The scene outside the U.S. Supreme Court in Washington, D.C., after the court released its decision in the Dobbs abortion case on June 24, 2022./ Katie Yoder/CNA

When the Supreme Court overturned Roe v. Wade last month, it ended almost 50 years of pro-abortion rights jurisprudence. For those who welcomed the decision, the legal foundation for a better future has been laid.

Teresa Collett, a law professor at the University of St. Thomas School of Law in Minneapolis said the Dobbs v. Jackson Women’s Health Organization decision is a “huge improvement.” She said she was “grateful for the courage of the justices.”

But she also saw Dobbs as “an imperfect resolution of the issue until we can pass the Human Life Amendment or federal legislation.”

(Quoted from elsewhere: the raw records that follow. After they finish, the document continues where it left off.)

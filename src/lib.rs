//! # vrp-core
//!
//! Metaheuristic engine for a capacitated, time-windowed, multi-depot
//! vehicle routing problem with pickup-and-delivery, skills, driver breaks,
//! and priorities. Given an [`Input`](models::Input) (jobs, vehicles,
//! per-profile travel matrices), the solver produces a [`Solution`]
//! minimizing a lexicographic objective: unassigned priority, assigned
//! count, vehicles used, then travel + fixed + task cost.
//!
//! ## Pipeline
//!
//! 1. [`compatibility`] precomputes vehicle↔job and vehicle↔vehicle
//!    feasibility relations once per solve.
//! 2. [`construction`] builds an initial [`routes`] assignment per seed
//!    with regret-weighted cheapest insertion.
//! 3. [`ls_engine`] runs best-improvement local search over the
//!    [`operators`] catalogue, interleaved with ruin-and-recreate, tracking
//!    caches in [`solution_state`].
//! 4. [`solution`] assembles the final routes into a [`Solution`].
//!
//! [`io`] holds the JSON input/output surface and [`error`] the error
//! taxonomy; neither is part of the core algorithm. [`cli`] is the
//! flag/exploration-level surface for the `solver` binary (`src/main.rs`).

pub mod amount;
pub mod cli;
pub mod compatibility;
pub mod construction;
pub mod error;
pub mod eval;
pub mod insertion;
pub mod io;
pub mod ls_engine;
pub mod models;
pub mod operators;
pub mod routes;
pub mod solution;
pub mod solution_state;

pub use error::{ErrorKind, VrpError};
pub use eval::{Eval, NO_EVAL};
pub use solution::Solution;
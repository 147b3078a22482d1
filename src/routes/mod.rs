//! Incremental per-vehicle route data structures (spec.md §1, "the hardest
//! engineering in the repository").
//!
//! [`RawRoute`] tracks the ordered step sequence and running load so
//! capacity can be checked without replaying the whole route; [`TWRoute`]
//! layers earliest/latest arrival propagation on top so time-window
//! feasibility can be checked the same way. Both operate on ranks into
//! [`crate::models::Input::jobs`] plus break indices, never owning a
//! [`crate::models::Job`] or [`crate::models::Vehicle`] directly — this
//! mirrors the teacher's `Route` holding `customer_id`s rather than
//! `Customer` values, generalized to a mixed job/break step sequence.

pub(crate) mod raw_route;
mod tw_route;

pub use raw_route::RawRoute;
pub use tw_route::TWRoute;

/// One stop in a route: either a job (by rank into `Input::jobs`) or a
/// vehicle break (by index into `Vehicle::breaks`).
#[derive(Debug, Clone, Copy, PartialEq, Eq, Hash)]
pub enum RouteStep {
    Job(usize),
    Break(usize),
}

impl RouteStep {
    pub fn is_job(&self) -> bool {
        matches!(self, RouteStep::Job(_))
    }

    pub fn is_break(&self) -> bool {
        matches!(self, RouteStep::Break(_))
    }

    pub fn job_rank(&self) -> Option<usize> {
        match self {
            RouteStep::Job(r) => Some(*r),
            RouteStep::Break(_) => None,
        }
    }

    pub fn break_index(&self) -> Option<usize> {
        match self {
            RouteStep::Break(i) => Some(*i),
            RouteStep::Job(_) => None,
        }
    }
}
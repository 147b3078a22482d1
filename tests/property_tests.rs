//! Randomized conservation check (spec.md §8 Testable Properties:
//! `assigned ⊎ unassigned == jobs(input)`, with no job id appearing twice).

use std::collections::HashMap;

use proptest::prelude::*;

use vrp_core::amount::Amount;
use vrp_core::compatibility::Compatibility;
use vrp_core::construction::{construct, ConstructionConfig, InitMode};
use vrp_core::ls_engine::optimize;
use vrp_core::models::{Input, Job, Matrix, ProfileMatrices, Vehicle};
use vrp_core::solution::{assemble_solution, StepKind};

fn build_input(n_jobs: usize, n_vehicles: usize, capacities: Vec<i64>, amounts: Vec<i64>) -> Input {
    let size = n_jobs + 1;
    let mut flat = vec![0i64; size * size];
    for i in 0..size {
        for j in 0..size {
            flat[i * size + j] = (i as i64 - j as i64).unsigned_abs() as i64 * 7;
        }
    }
    let durations = Matrix::from_data(size, flat).unwrap();
    let distances = durations.clone();
    let mut matrices = HashMap::new();
    matrices.insert("car".to_string(), ProfileMatrices::new(durations, distances, None));

    let jobs: Vec<Job> = (0..n_jobs)
        .map(|i| Job::single((i + 1) as u64, i + 1, Amount::from_vec(vec![amounts[i]]), Amount::zero(1)))
        .collect();

    let vehicles: Vec<Vehicle> = (0..n_vehicles)
        .map(|v| Vehicle::new(v as u64, Amount::from_vec(vec![capacities[v]])).with_start(0).with_end(0))
        .collect();

    Input::new(jobs, vehicles, matrices, 1)
}

proptest! {
    #[test]
    fn conservation_holds_for_small_random_instances(
        n_jobs in 1usize..5,
        n_vehicles in 1usize..3,
        capacities in prop::collection::vec(1i64..20, 1..3),
        amounts in prop::collection::vec(1i64..5, 1..5),
    ) {
        let n_vehicles = n_vehicles.min(capacities.len()).max(1);
        let n_jobs = n_jobs.min(amounts.len()).max(1);
        let input = build_input(n_jobs, n_vehicles, capacities, amounts);

        let compat = Compatibility::build(&input);
        let config = ConstructionConfig { mode: InitMode::HigherAmount, lambda: 1.0 };
        let (routes, state) = construct(&input, &compat, config, true);
        let (routes, state) = optimize(&input, &compat, routes, state, 1, None, false);

        let unassigned: Vec<usize> = state.unassigned().iter().copied().collect();
        let solution = assemble_solution(&input, &routes, unassigned);

        let mut seen: Vec<u64> = solution
            .routes
            .iter()
            .flat_map(|r| r.steps.iter())
            .filter_map(|s| match s.kind {
                StepKind::Job { job_id, .. } => Some(job_id),
                _ => None,
            })
            .collect();
        seen.extend(solution.unassigned.iter().copied());
        seen.sort_unstable();

        let mut expected: Vec<u64> = (1..=n_jobs as u64).collect();
        expected.sort_unstable();

        prop_assert_eq!(seen, expected);
    }
}
//! `TSPFix` (spec.md §4.7): rebuild a route by solving a small TSP over its
//! current jobs. Only applicable to Single-only routes, and off by default
//! (Open Question decision: see `DESIGN.md`).
//!
//! Grounded on the teacher's absence of an equivalent move: there is no
//! `local_search` analogue, so this brute-forces permutations (Held-Karp
//! would be overkill for the route sizes this move targets) via Heap's
//! algorithm, bounded by [`MAX_EXACT_SIZE`] to keep the factorial blowup in
//! check.

use crate::eval::{Eval, NO_EVAL};
use crate::models::{Input, JobType};
use crate::routes::{RouteStep, TWRoute};
use crate::solution_state::SolutionState;

use super::{LsOperator, OperatorKind};

/// Routes larger than this are left untouched; `8!` permutations is already
/// 40320 candidate orderings to feasibility-check.
pub const MAX_EXACT_SIZE: usize = 8;

fn permutations(mut items: Vec<usize>) -> Vec<Vec<usize>> {
    let n = items.len();
    let mut result = Vec::new();
    let mut c = vec![0usize; n];
    result.push(items.clone());
    let mut i = 0;
    while i < n {
        if c[i] < i {
            if i % 2 == 0 {
                items.swap(0, i);
            } else {
                items.swap(c[i], i);
            }
            result.push(items.clone());
            c[i] += 1;
            i = 0;
        } else {
            c[i] = 0;
            i += 1;
        }
    }
    result
}

pub struct TspFixOp {
    route: usize,
    best_order: Vec<usize>,
    gain: Eval,
}

impl TspFixOp {
    pub fn new(route: usize) -> Self {
        Self {
            route,
            best_order: Vec::new(),
            gain: NO_EVAL,
        }
    }
}

impl LsOperator for TspFixOp {
    fn kind(&self) -> OperatorKind {
        OperatorKind::TSPFix
    }

    fn gain_upper_bound(&self, _input: &Input, state: &SolutionState) -> Eval {
        state.route_eval(self.route)
    }

    fn is_valid(&mut self, input: &Input, routes: &[TWRoute]) -> bool {
        let route = &routes[self.route];
        if route.size() < 3 || route.size() > MAX_EXACT_SIZE {
            return false;
        }
        route.steps().iter().all(|s| match s {
            RouteStep::Job(r) => matches!(input.jobs()[*r].job_type(), JobType::Single),
            _ => false,
        })
    }

    fn compute_gain(&mut self, input: &Input, state: &SolutionState, routes: &[TWRoute]) {
        let route = &routes[self.route];
        let vehicle = &input.vehicles()[route.vehicle()];
        let jobs: Vec<usize> = route.steps().iter().filter_map(|s| s.job_rank()).collect();
        let before = state.route_eval(self.route);

        let mut best_eval = NO_EVAL;
        let mut best_order = jobs.clone();
        for order in permutations(jobs) {
            let mut candidate = TWRoute::new(route.vehicle(), input.amount_size());
            let mut ok = true;
            for &job_rank in &order {
                if !candidate.add(input, vehicle, RouteStep::Job(job_rank), candidate.size()) {
                    ok = false;
                    break;
                }
            }
            if !ok {
                continue;
            }
            let eval = crate::solution_state::route_eval_with(input, vehicle, candidate.steps());
            if !eval.within_vehicle_range(vehicle) {
                continue;
            }
            if eval.improves_on(best_eval) {
                best_eval = eval;
                best_order = order;
            }
        }

        self.best_order = best_order;
        self.gain = if best_eval.is_no_eval() {
            NO_EVAL
        } else {
            before - best_eval
        };
    }

    fn gain(&self) -> Eval {
        self.gain
    }

    fn apply(&self, input: &Input, routes: &mut [TWRoute], _state: &mut SolutionState) {
        let vehicle_idx = routes[self.route].vehicle();
        let vehicle = input.vehicles()[vehicle_idx].clone();
        let mut new_route = TWRoute::new(vehicle_idx, input.amount_size());
        for &job_rank in &self.best_order {
            new_route.add(input, &vehicle, RouteStep::Job(job_rank), new_route.size());
        }
        routes[self.route] = new_route;
    }

    fn addition_candidates(&self) -> Vec<usize> {
        vec![self.route]
    }

    fn update_candidates(&self) -> Vec<usize> {
        vec![self.route]
    }

    fn required_unassigned(&self) -> Vec<usize> {
        Vec::new()
    }
}

#[cfg(test)]
mod tests {
    use super::*;

    #[test]
    fn test_permutations_count() {
        let perms = permutations(vec![0, 1, 2]);
        assert_eq!(perms.len(), 6);
    }
}
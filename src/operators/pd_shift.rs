//! `PDShift` (spec.md §4.7): move a whole pickup+delivery pair from a
//! source route into a target route as one joint insertion.
//!
//! Grounded on [`crate::operators::relocate::RelocateOp`]'s removal +
//! reinsertion shape, using [`crate::insertion::compute_best_insertion_pd`]
//! in place of the single-job search since the pair must move together.

use crate::eval::{Eval, NO_EVAL};
use crate::insertion::compute_best_insertion_pd;
use crate::models::{Input, JobType};
use crate::routes::{RouteStep, TWRoute};
use crate::solution_state::SolutionState;

use super::{LsOperator, OperatorKind};

/// Moves the pickup at `pickup_step_rank` of `source` (and its matching
/// delivery, found via `state.matching_delivery_rank`) into `target`.
pub struct PdShiftOp {
    source: usize,
    pickup_step_rank: usize,
    target: usize,
    pickup_job: usize,
    delivery_step_rank: usize,
    delivery_job: usize,
    best_pickup_rank: usize,
    best_delivery_rank: usize,
    gain: Eval,
}

impl PdShiftOp {
    pub fn new(source: usize, pickup_step_rank: usize, target: usize) -> Self {
        Self {
            source,
            pickup_step_rank,
            target,
            pickup_job: 0,
            delivery_step_rank: 0,
            delivery_job: 0,
            best_pickup_rank: 0,
            best_delivery_rank: 0,
            gain: NO_EVAL,
        }
    }
}

impl LsOperator for PdShiftOp {
    fn kind(&self) -> OperatorKind {
        OperatorKind::PDShift
    }

    fn gain_upper_bound(&self, _input: &Input, state: &SolutionState) -> Eval {
        state.pd_gain(self.source, self.pickup_step_rank)
    }

    fn is_valid(&mut self, input: &Input, routes: &[TWRoute]) -> bool {
        if self.source == self.target {
            return false;
        }
        let route = &routes[self.source];
        match route.steps().get(self.pickup_step_rank) {
            Some(RouteStep::Job(rank)) if matches!(input.jobs()[*rank].job_type(), JobType::Pickup) => {
                self.pickup_job = *rank;
            }
            _ => return false,
        }
        match route
            .steps()
            .iter()
            .position(|s| matches!(s, RouteStep::Job(r) if *r == self.pickup_job + 1))
        {
            Some(rank) => {
                self.delivery_step_rank = rank;
                self.delivery_job = self.pickup_job + 1;
                matches!(input.jobs()[self.delivery_job].job_type(), JobType::Delivery)
            }
            None => false,
        }
    }

    fn compute_gain(&mut self, input: &Input, state: &SolutionState, routes: &[TWRoute]) {
        let removal_gain = state.pd_gain(self.source, self.pickup_step_rank);
        if removal_gain.is_no_eval() {
            self.gain = NO_EVAL;
            return;
        }
        let best = compute_best_insertion_pd(
            input,
            state,
            self.pickup_job,
            self.target,
            &routes[self.target],
            removal_gain,
        );
        self.best_pickup_rank = best.pickup_rank;
        self.best_delivery_rank = best.delivery_rank;
        self.gain = if best.eval.is_no_eval() {
            NO_EVAL
        } else {
            removal_gain - best.eval
        };
    }

    fn gain(&self) -> Eval {
        self.gain
    }

    fn apply(&self, input: &Input, routes: &mut [TWRoute], _state: &mut SolutionState) {
        let source_vehicle_idx = routes[self.source].vehicle();
        let source_vehicle = &input.vehicles()[source_vehicle_idx];
        let hi = self.delivery_step_rank.max(self.pickup_step_rank);
        let lo = self.delivery_step_rank.min(self.pickup_step_rank);
        routes[self.source].remove(input, source_vehicle, hi);
        routes[self.source].remove(input, source_vehicle, lo);

        let target_vehicle_idx = routes[self.target].vehicle();
        let target_vehicle = &input.vehicles()[target_vehicle_idx];
        routes[self.target].add(
            input,
            target_vehicle,
            RouteStep::Job(self.pickup_job),
            self.best_pickup_rank,
        );
        routes[self.target].add(
            input,
            target_vehicle,
            RouteStep::Job(self.delivery_job),
            self.best_delivery_rank,
        );
    }

    fn addition_candidates(&self) -> Vec<usize> {
        vec![self.source, self.target]
    }

    fn update_candidates(&self) -> Vec<usize> {
        vec![self.source, self.target]
    }

    fn required_unassigned(&self) -> Vec<usize> {
        Vec::new()
    }
}

#[cfg(test)]
mod tests {
    use super::*;
    use crate::amount::Amount;
    use crate::compatibility::Compatibility;
    use crate::models::{Job, Matrix, ProfileMatrices, Vehicle};
    use std::collections::HashMap;

    fn sample_input() -> Input {
        let durations = Matrix::from_data(3, vec![0, 10, 20, 10, 0, 10, 20, 10, 0]).unwrap();
        let distances = durations.clone();
        let mut matrices = HashMap::new();
        matrices.insert("car".to_string(), ProfileMatrices::new(durations, distances, None));
        let jobs = vec![
            Job::pickup(1, 1, Amount::from_vec(vec![3])),
            Job::delivery(2, 2, Amount::from_vec(vec![3])),
        ];
        let vehicles = vec![
            Vehicle::new(0, Amount::from_vec(vec![10])).with_start(0).with_end(0),
            Vehicle::new(1, Amount::from_vec(vec![10])).with_start(0).with_end(0),
        ];
        Input::new(jobs, vehicles, matrices, 1)
    }

    #[test]
    fn test_pd_shift_moves_pair_to_empty_route() {
        let input = sample_input();
        let compat = Compatibility::build(&input);
        let mut r0 = TWRoute::new(0, 1);
        let v0 = &input.vehicles()[0];
        r0.add(&input, v0, RouteStep::Job(0), 0);
        r0.add(&input, v0, RouteStep::Job(1), 1);
        let r1 = TWRoute::new(1, 1);
        let routes = vec![r0, r1];
        let mut state = SolutionState::new(&input);
        state.setup(&input, &compat, &routes);

        let mut op = PdShiftOp::new(0, 0, 1);
        assert!(op.is_valid(&input, &routes));
        op.compute_gain(&input, &state, &routes);
        assert!(!op.gain().is_no_eval());
    }
}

“The issue will be returning to the people, which as a general rule is a good thing. Although in all honesty, neither side is really pleased with that outcome,” Collett told CNA June 27.

“It's better than where we were. But it's an odd thing to have personhood depend upon what state you're in,” she said. She compared the situation to “pre-Civil War times where the humanity of a Black person depended on the state they were in.”

In the decision Dobbs v. Jackson Women’s Health Organization, made public on June 24, five Supreme Court justices agreed to overturn Roe. They were joined by Chief Justice Roberts, who advocated a limited decision upholding the Mississippi law under challenge, a ban on abortion 15 weeks or later into pregnancy, without overturning Roe.

The court’s rulings in Roe v. Wade and its companion case Doe v. Bolton legalized abortion nationwide in 1973, while the court’s 1992 decision in Planned Parenthood v. Casey reaffirmed legal abortion.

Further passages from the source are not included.